Les amateurs d’Orwell peuvent se frotter les mains : le livre de Duncan Roberts Orwell à Paris, dans la dèche avec le capitaine russe (éditions Exils) révèle les véritables noms de personnes et de lieux que son éditeur anglais avait censurés dans Down and Out in Paris and London (1933), publié en 1935 sous le titre La Vache enragée. Des débuts timides en France, malgré une critique qui entrevoit le potentiel du futur auteur de 1984.

En juin 1928, Eric Blair, futur George Orwell, s’installe à Paris où il restera près de 19 mois, jusqu’en décembre 1929. Un an auparavant, en juin 1927, il était rentré en Angleterre après cinq ans à servir dans la police impériale des Indes. Années traumatisantes, au terme desquelles il décide de quitter le camp de l’oppresseur colonial et de suivre sa vocation : devenir écrivain. Et c’est dans la capitale française qu’il s’imagine faire ses grands débuts : « Au printemps de 1928, je partis pour Paris, afin de pouvoir vivre à peu de frais le temps d’écrire deux romans, — qui j’ai le regret de le dire, ne furent jamais publiés, — et, par surcroît, d’apprendre le français », écrit-il dans la préface de son premier livre, La Vache enragée, publié chez Gallimard en 1935 deux ans après l’original, Down and Out in Paris and London édité par le socialiste Victor Gollancz. Le jeune Eric Blair avait suivi en 1918 le cours de français d’Aldous Huxley, professeur à Eton, et avait même un temps envisagé de traduire Zola vers l’anglais.

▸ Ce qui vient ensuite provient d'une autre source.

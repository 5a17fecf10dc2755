//! Character avatars: download from the asset mirror and re-encode to JPEG.

pub mod avatars;
pub mod optimize;

use thiserror::Error;

use crate::fetch::FetchError;

pub use avatars::{avatar_url, fetch_avatars, AvatarOptions, AvatarReport, DEFAULT_CONCURRENCY};
pub use optimize::{optimize_dir, optimize_image, Conversion, OptimizeReport, JPEG_QUALITY};

#[derive(Debug, Error)]
pub enum AssetError {
    #[error("{path}: {source}")]
    Io {
        path: String,
        #[source]
        source: std::io::Error,
    },
    #[error("failed to convert {path}: {source}")]
    Image {
        path: String,
        #[source]
        source: image::ImageError,
    },
    #[error(transparent)]
    Fetch(#[from] FetchError),
}
//! Character -> tier reconstruction from a tier-list grid.
//!
//! Column 0 carries tier labels; columns 1+ carry character names either on the
//! label row itself or on the data rows below it. Row 0 is the header.

use std::collections::BTreeMap;

pub type TierMap = BTreeMap<String, String>;

fn trimmed(cell: Option<&Option<String>>) -> Option<&str> {
    cell.and_then(|c| c.as_deref())
        .map(str::trim)
        .filter(|s| !s.is_empty())
}

fn label_of(row: &[Option<String>]) -> Option<&str> {
    trimmed(row.first())
}

fn has_data(row: &[Option<String>]) -> bool {
    row.iter().skip(1).any(|cell| trimmed(Some(cell)).is_some())
}

fn map_data_row(map: &mut TierMap, row: &[Option<String>], tier: &str) {
    for cell in row.iter().skip(1) {
        if let Some(name) = trimmed(Some(cell)) {
            map.insert(name.to_string(), tier.to_string());
        }
    }
}

/// Main pass: each label row claims its own data, or else the first populated
/// data row before the next label.
pub fn build_tier_map(rows: &[Vec<Option<String>>]) -> TierMap {
    let mut map = TierMap::new();

    for (r, row) in rows.iter().enumerate().skip(1) {
        let Some(tier) = label_of(row) else {
            continue;
        };

        if has_data(row) {
            map_data_row(&mut map, row, tier);
            continue;
        }

        for candidate in &rows[r + 1..] {
            if label_of(candidate).is_some() {
                break;
            }
            if has_data(candidate) {
                map_data_row(&mut map, candidate, tier);
                break;
            }
        }
    }

    map
}

/// Assign every still-unmapped data cell to the nearest label at or above its row.
pub fn backfill_tier_map(rows: &[Vec<Option<String>>], map: &mut TierMap) {
    for (r, row) in rows.iter().enumerate().skip(1) {
        for cell in row.iter().skip(1) {
            let Some(name) = trimmed(Some(cell)) else {
                continue;
            };
            if map.contains_key(name) {
                continue;
            }
            let nearest = rows[1..=r].iter().rev().find_map(|above| label_of(above));
            if let Some(tier) = nearest {
                map.insert(name.to_string(), tier.to_string());
            }
        }
    }
}

pub fn extract_tier_map(rows: &[Vec<Option<String>>]) -> TierMap {
    let mut map = build_tier_map(rows);
    let direct = map.len();
    backfill_tier_map(rows, &mut map);
    tracing::debug!(
        direct,
        backfilled = map.len() - direct,
        "extracted tier map from {} rows",
        rows.len()
    );
    map
}

#[cfg(test)]
mod tests {
    use super::*;

    fn grid(rows: &[&[Option<&str>]]) -> Vec<Vec<Option<String>>> {
        rows.iter()
            .map(|row| row.iter().map(|c| c.map(str::to_string)).collect())
            .collect()
    }

    #[test]
    fn same_row_data_takes_priority_over_forward_scan() {
        let rows = grid(&[
            &[Some("hdr")],
            &[Some("S"), Some("Amiya"), None],
            &[None, Some("Kal'tsit"), None],
        ]);
        let map = build_tier_map(&rows);
        assert_eq!(map.get("Amiya").map(String::as_str), Some("S"));
        assert!(!map.contains_key("Kal'tsit"), "forward scan must not run");
    }

    #[test]
    fn forward_scan_stops_at_first_populated_data_row() {
        let rows = grid(&[
            &[Some("hdr")],
            &[Some("A"), None],
            &[None, None],
            &[None, Some("Ptilopsis")],
            &[None, Some("Silence")],
        ]);
        let map = build_tier_map(&rows);
        assert_eq!(map.len(), 1);
        assert_eq!(map["Ptilopsis"], "A");
    }

    #[test]
    fn label_without_data_contributes_nothing() {
        let rows = grid(&[
            &[Some("hdr")],
            &[Some("S+"), None],
            &[Some("S"), None],
            &[None, Some("Thorns")],
        ]);
        let map = extract_tier_map(&rows);
        assert_eq!(map.len(), 1);
        assert_eq!(map["Thorns"], "S");
    }

    #[test]
    fn backfill_reaches_consecutive_data_rows() {
        let rows = grid(&[
            &[Some("hdr")],
            &[Some("B"), None, None],
            &[None, Some("Cardigan"), None],
            &[None, Some("Beagle"), Some("Melantha")],
        ]);
        let map = extract_tier_map(&rows);
        assert_eq!(map["Cardigan"], "B");
        assert_eq!(map["Beagle"], "B");
        assert_eq!(map["Melantha"], "B");
    }

    #[test]
    fn cells_with_no_label_above_stay_unmapped() {
        let rows = grid(&[
            &[Some("hdr"), Some("Vanguard")],
            &[None, Some("Fang")],
            &[Some("C"), Some("Yato")],
        ]);
        let map = extract_tier_map(&rows);
        assert!(!map.contains_key("Fang"));
        assert!(!map.contains_key("Vanguard"), "header row is never data");
        assert_eq!(map["Yato"], "C");
    }

    #[test]
    fn names_and_labels_are_trimmed() {
        let rows = grid(&[&[Some("hdr")], &[Some(" A+ "), Some("  Eyjafjalla ")]]);
        let map = extract_tier_map(&rows);
        assert_eq!(map["Eyjafjalla"], "A+");
    }

    #[test]
    fn empty_table_yields_empty_map() {
        assert!(extract_tier_map(&[]).is_empty());
        assert!(extract_tier_map(&grid(&[&[Some("hdr")]])).is_empty());
    }
}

À son arrivée, il fréquente l’avenue de Corbera dans le XIIe arrondissement où vivent sa tante, Elaine Limouzin (« aunt Nellie ») et son compagnon, Eugène Lanti (Eugène Adam jusqu’en 1921), un couple d’espérantistes très impliqués dans les milieux internationalistes et ouvriers. L’espéranto n’est pas seulement leur langue de travail, c’est aussi la langue des leurs échanges au quotidien : Orwell n’y comprend goutte mais s’en souviendra pour le newspeak de 1984. Eugène Lanti avait publié de nombreux articles en espéranto, notamment sous le pseudonyme de Sennaciulo (« L’Homme sans nation » en espéranto). La Dépêche de l’Aube du 16 mars 1921 traduit de l’espéranto une sorte de manifeste de Lanti pour l’apatridie et la langue universelle : « Nous désirons, dès maintenant, créer un peuple ...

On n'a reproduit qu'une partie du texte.